Addiction to Drugs/Symptoms of crack use
Expert: Veronica C. Yost - 3/11/2009
QuestionQUESTION: He has been using drugs for 20 years. Specifically, he was using crack 5 to 7 days a week ($400), but I don't know for how many months/years. He assures us he is trying hard to walk the straight and narrow path (for almost 2 months). I see all the signs of his other drug use gone... but I don't know what signs to look for with crack. It seems to be very sneaky. He is very strong, bull-headed and determined in all he does. This is what makes me think he is indeed fighting the addiction. The one thing that raises red flags with me, though, is his daily request for "gas" money. (He does not have a job and lives at home with parents.) I feel like I am betraying him with my doubt when he REALLY needs support and I want so badly to believe in him. He has debts from his past that he tries to payback, a crappy car that needs repairs... I could probably justify the spending if I really, really, REALLY tried... but how do I know he isn't creating new debt with the old habit? How can I know???
ANSWER: Hi Meg,
I would suggest that you take him at his word...with some exceptions. Support is important but not financial. If you want to help him with his fix is car or get gas, you go with him. Say to him, "Oh, you need gas? LET'S run up there to get you some". If he isn't using he won't have a problem with it. But where is he going with the gas he is given? Can you follow him? Have someone else follow him? Many times when I was out of drug money I would take other people to buy drugs and in return I would get drugs or cash. It really is a sneaky business these drugs.
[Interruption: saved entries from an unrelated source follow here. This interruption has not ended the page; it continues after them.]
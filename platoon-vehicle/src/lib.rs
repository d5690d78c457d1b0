//! # Platoon Vehicle
//!
//! One vehicle of a platoon. It registers with the broker, links to the
//! vehicles directly in front and behind, and then keeps its headway while
//! relaying speed commands along the chain.
//!
//! ```text
//!  broker ── reports ──┐
//!                      │
//!  [1] <──── [2] <──── [3]
//!   lead  positions flow back, A/D flow forward, S/Q flow both ways
//! ```

pub mod agent;
pub mod bootstrap;
pub mod config;
pub mod context;
pub mod error;
pub mod headway;
pub mod input;
pub mod links;
pub mod motion;
pub mod relay;
pub mod runtime;

pub use config::{MotionParams, Timing, VehicleConfig};
pub use context::{Direction, SharedState, TerminationFlag, TerminationReason};
pub use error::{AgentError, BootstrapError, LinkError};
pub use headway::{HeadwayResult, Thresholds};
pub use motion::MotionState;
As far as how can you know? Changes in behavior, needing cash all the time, disappearing for hours at a time or days, being defensive about everything, constant sob stories etc. You should always stay cautious which I know you must be.
Another thing. Has he or is he drinking? That is another sign of trying to come off drugs. Replacing one addiction with another. Don't feel bad about doubting him, it's normal and just. If someone stops crack it can take (as with me) over a year to totally get off the drug. The desire doesn't stop for that long, I still have my days where I want to get high but I fight it.
It's not going to be easy on him or the family.
Let me know if you have further questions. God Bless!
Veronica
---------- FOLLOW-UP ----------
QUESTION: Thank you so much for sharing your thoughts, opinions and experience, Veronica!! It helps to hear from a voice with experience.
We have offered the option of going with him to put gas in the tank, etc, etc... and he gets very upset that we don't trust him. Another story of his is that he needs to pay someone back - needs cash or a check. He has always been very honest, but something in my gut is telling me different this time. Just tonight, he was given $250 (payment for work he had done). Five hours later, he asked for "gas" money and got mad when it was not provided. (Your story about taking others to buy drugs was eye-opening. Something like that never occurred to me!!)
As far as drinking, he has had a few drinks when he first started all of this 1.5 months ago, but I don't think he is drinking regularly.
He was also diagnosed as bipolar 1.5 months ago so the outbursts and anger are hard to differentiate - the illness, the addiction or a proud man, trying and getting pushed back on the ground over and over?
We are trying so hard to support him and take him at his word, but he only wants to accept "help and support" on his terms... which is suspicious.
Do you have any suggestion how we can help him see that he needs counseling?
AnswerHello Meg,
Thanks for your kind words again. Every addict that I have EVER meant (including me, Manic Depression/Bipolar) was Bipolar. They just seem to go hand in hand.
You can try counseling but I doubt it will work. He is still using..all of the things that you have told me point to continued used. I wish I was there to drag him kicking and screaming into reality.
YOU and the family can try Al-Anon but don't send him to Narcotic's Anonymous, this group is full of "dealer's" seeking new customer's. Just a warning.
When he screams about you not trusting him just tell him that's right because you've given me no reason to trust you. I am always available outside of this medium if you want to talk.